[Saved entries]
[Start of Attachment]

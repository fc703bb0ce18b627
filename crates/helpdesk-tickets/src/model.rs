//! Ticket records and the patches applied to them

use chrono::{DateTime, SubsecRound, TimeDelta, Utc};
use helpdesk_auth::Owned;
use serde::{Deserialize, Serialize};
use std::fmt;
use std::str::FromStr;
use uuid::Uuid;

/// Current time at the precision tickets are stored with
pub fn now() -> DateTime<Utc> {
	Utc::now().trunc_subsecs(6)
}

/// Next `updatedAt` value, strictly after `previous`
pub fn next_timestamp(previous: DateTime<Utc>, now: DateTime<Utc>) -> DateTime<Utc> {
	if now > previous {
		now
	} else {
		previous + TimeDelta::microseconds(1)
	}
}

#[derive(Debug, Clone, Copy, PartialEq, Eq, Hash, Serialize, Deserialize)]
#[serde(transparent)]
pub struct TicketId(Uuid);

impl TicketId {
	pub fn new() -> Self {
		Self(Uuid::new_v4())
	}

	/// `None` for anything that is not a UUID
	pub fn parse(raw: &str) -> Option<Self> {
		Uuid::parse_str(raw).ok().map(Self)
	}

	pub fn as_uuid(&self) -> &Uuid {
		&self.0
	}
}

impl Default for TicketId {
	fn default() -> Self {
		Self::new()
	}
}

impl fmt::Display for TicketId {
	fn fmt(&self, f: &mut fmt::Formatter<'_>) -> fmt::Result {
		write!(f, "{}", self.0.hyphenated())
	}
}

#[derive(Debug, Clone, Copy, PartialEq, Eq, Hash, Serialize, Deserialize)]
#[serde(rename_all = "SCREAMING_SNAKE_CASE")]
pub enum TicketStatus {
	Open,
	InProgress,
	Closed,
}

impl TicketStatus {
	pub const ALL: [TicketStatus; 3] = [TicketStatus::Open, TicketStatus::InProgress, TicketStatus::Closed];

	pub fn as_str(&self) -> &'static str {
		match self {
			TicketStatus::Open => "OPEN",
			TicketStatus::InProgress => "IN_PROGRESS",
			TicketStatus::Closed => "CLOSED",
		}
	}
}

impl fmt::Display for TicketStatus {
	fn fmt(&self, f: &mut fmt::Formatter<'_>) -> fmt::Result {
		f.write_str(self.as_str())
	}
}

impl FromStr for TicketStatus {
	type Err = String;

	fn from_str(s: &str) -> Result<Self, Self::Err> {
		TicketStatus::ALL
			.into_iter()
			.find(|status| status.as_str() == s)
			.ok_or_else(|| "must be one of OPEN, IN_PROGRESS, CLOSED".to_string())
	}
}

#[derive(Debug, Clone, Copy, Default, PartialEq, Eq, Hash, Serialize, Deserialize)]
#[serde(rename_all = "UPPERCASE")]
pub enum TicketPriority {
	Low,
	#[default]
	Medium,
	High,
}

impl TicketPriority {
	pub const ALL: [TicketPriority; 3] = [TicketPriority::Low, TicketPriority::Medium, TicketPriority::High];

	pub fn as_str(&self) -> &'static str {
		match self {
			TicketPriority::Low => "LOW",
			TicketPriority::Medium => "MEDIUM",
			TicketPriority::High => "HIGH",
		}
	}
}

impl fmt::Display for TicketPriority {
	fn fmt(&self, f: &mut fmt::Formatter<'_>) -> fmt::Result {
		f.write_str(self.as_str())
	}
}

impl FromStr for TicketPriority {
	type Err = String;

	fn from_str(s: &str) -> Result<Self, Self::Err> {
		TicketPriority::ALL
			.into_iter()
			.find(|priority| priority.as_str() == s)
			.ok_or_else(|| "must be one of LOW, MEDIUM, HIGH".to_string())
	}
}

/// A support ticket as stored and as sent over the wire
#[derive(Debug, Clone, PartialEq, Eq, Serialize)]
#[serde(rename_all = "camelCase")]
pub struct Ticket {
	pub(crate) id: TicketId,
	pub(crate) title: String,
	pub(crate) description: String,
	pub(crate) status: TicketStatus,
	pub(crate) priority: TicketPriority,
	pub(crate) created_by: String,
	pub(crate) assigned_to: Option<String>,
	pub(crate) resolution_note: Option<String>,
	pub(crate) closed_at: Option<DateTime<Utc>>,
	pub(crate) created_at: DateTime<Utc>,
	pub(crate) updated_at: DateTime<Utc>,
}

impl Ticket {
	/// A fresh OPEN ticket
	pub fn open(id: TicketId, new: NewTicket, now: DateTime<Utc>) -> Self {
		Self {
			id,
			title: new.title,
			description: new.description,
			status: TicketStatus::Open,
			priority: new.priority,
			created_by: new.created_by,
			assigned_to: None,
			resolution_note: None,
			closed_at: None,
			created_at: now,
			updated_at: now,
		}
	}

	pub fn id(&self) -> TicketId {
		self.id
	}

	pub fn title(&self) -> &str {
		&self.title
	}

	pub fn description(&self) -> &str {
		&self.description
	}

	pub fn status(&self) -> TicketStatus {
		self.status
	}

	pub fn priority(&self) -> TicketPriority {
		self.priority
	}

	pub fn created_by(&self) -> &str {
		&self.created_by
	}

	pub fn assigned_to(&self) -> Option<&str> {
		self.assigned_to.as_deref()
	}

	pub fn resolution_note(&self) -> Option<&str> {
		self.resolution_note.as_deref()
	}

	pub fn closed_at(&self) -> Option<DateTime<Utc>> {
		self.closed_at
	}

	pub fn created_at(&self) -> DateTime<Utc> {
		self.created_at
	}

	pub fn updated_at(&self) -> DateTime<Utc> {
		self.updated_at
	}

	/// Apply `patch` in place and bump `updated_at`.
	///
	/// Moving to any status other than CLOSED clears `closed_at` and
	/// `resolution_note`.
	pub fn apply(&mut self, patch: TicketPatch, now: DateTime<Utc>) {
		if let Some(title) = patch.title {
			self.title = title;
		}
		if let Some(description) = patch.description {
			self.description = description;
		}
		if let Some(priority) = patch.priority {
			self.priority = priority;
		}
		if let Some(assigned_to) = patch.assigned_to {
			self.assigned_to = Some(assigned_to);
		}

		match patch.status {
			Some(StatusUpdate::Open) => self.reopen(TicketStatus::Open),
			Some(StatusUpdate::InProgress) => self.reopen(TicketStatus::InProgress),
			Some(StatusUpdate::Closed {
				resolution_note,
				closed_at,
			}) => {
				self.status = TicketStatus::Closed;
				self.resolution_note = Some(resolution_note);
				self.closed_at = Some(closed_at);
			}
			None => {}
		}

		self.updated_at = next_timestamp(self.updated_at, now);
	}

	fn reopen(&mut self, status: TicketStatus) {
		self.status = status;
		self.resolution_note = None;
		self.closed_at = None;
	}
}

impl Owned for Ticket {
	fn owner_username(&self) -> &str {
		&self.created_by
	}
}

/// Fields supplied when a ticket is filed
#[derive(Debug, Clone, PartialEq, Eq)]
pub struct NewTicket {
	pub title: String,
	pub description: String,
	pub priority: TicketPriority,
	pub created_by: String,
}

/// Target of a status change
#[derive(Debug, Clone, PartialEq, Eq)]
pub enum StatusUpdate {
	Open,
	InProgress,
	Closed {
		resolution_note: String,
		closed_at: DateTime<Utc>,
	},
}

/// A partial update; `None` leaves the field untouched.
///
/// # Examples
///
/// ```
/// use helpdesk_tickets::{TicketPatch, TicketPriority};
///
/// let patch = TicketPatch::new()
///     .with_title("Printer still broken")
///     .with_priority(TicketPriority::High);
///
/// assert!(!patch.is_empty());
/// assert!(patch.status.is_none());
/// ```
#[derive(Debug, Clone, Default, PartialEq, Eq)]
pub struct TicketPatch {
	pub title: Option<String>,
	pub description: Option<String>,
	pub priority: Option<TicketPriority>,
	pub assigned_to: Option<String>,
	pub status: Option<StatusUpdate>,
}

impl TicketPatch {
	pub fn new() -> Self {
		Self::default()
	}

	pub fn with_title(mut self, title: impl Into<String>) -> Self {
		self.title = Some(title.into());
		self
	}

	pub fn with_description(mut self, description: impl Into<String>) -> Self {
		self.description = Some(description.into());
		self
	}

	pub fn with_priority(mut self, priority: TicketPriority) -> Self {
		self.priority = Some(priority);
		self
	}

	pub fn with_assignee(mut self, assigned_to: impl Into<String>) -> Self {
		self.assigned_to = Some(assigned_to.into());
		self
	}

	pub fn with_status(mut self, status: StatusUpdate) -> Self {
		self.status = Some(status);
		self
	}

	pub fn is_empty(&self) -> bool {
		self == &Self::default()
	}
}
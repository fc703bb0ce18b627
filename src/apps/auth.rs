//! Login

pub mod serializers;
pub mod views;
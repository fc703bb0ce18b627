//! Application wiring: shared state, URL routing and the middleware stack

pub mod app;
pub mod state;
pub mod urls;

[End of Attachment]

What you need to do =
The lines to retype run from the start of the entries through the line containing "use std::fmt;"; reproduce them exactly and add nothing.

Final answer =
repository fc703bb0ce18b627
filename crates/helpdesk-tickets/src/model.rs
//! Ticket records and the patches applied to them

use chrono::{DateTime, SubsecRound, TimeDelta, Utc};
use helpdesk_auth::Owned;
use serde::{Deserialize, Serialize};
use std::fmt;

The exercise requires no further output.